*** Opening of Extracted entries ***
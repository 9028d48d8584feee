//! Core types and shared functionality for fbfeed.
//!
//! This crate provides:
//! - Page cache with a single-flight gateway and SQLite/in-memory stores
//! - Unified error types
//! - Layered configuration
//! - Session credential parsing

pub mod cache;
pub mod config;
pub mod credentials;
pub mod error;

pub use cache::{CacheDb, CacheGateway, CachedPage, MemoryStore, PageStore};
pub use config::{AppConfig, ConfigError};
pub use credentials::{SessionCookie, SessionCredentials};
pub use error::Error;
*** Close of Extracted entries ***
What you are asked to do: Nothing in the records above may be left out when you repeat them exactly.

Final answer:
repository 9028d48d8584feee
//! Core types and shared functionality for fbfeed.
//!
//! This crate provides:
//! - Page cache with a single-flight gateway and SQLite/in-memory stores
//! - Unified error types
//! - Layered configuration
//! - Session credential parsing

pub mod cache;
pub mod config;
pub mod credentials;
pub mod error;

pub use cache::{CacheDb, CacheGateway, CachedPage, MemoryStore, PageStore};
pub use config::{AppConfig, ConfigError};
pub use credentials::{SessionCookie, SessionCredentials};
pub use error::Error;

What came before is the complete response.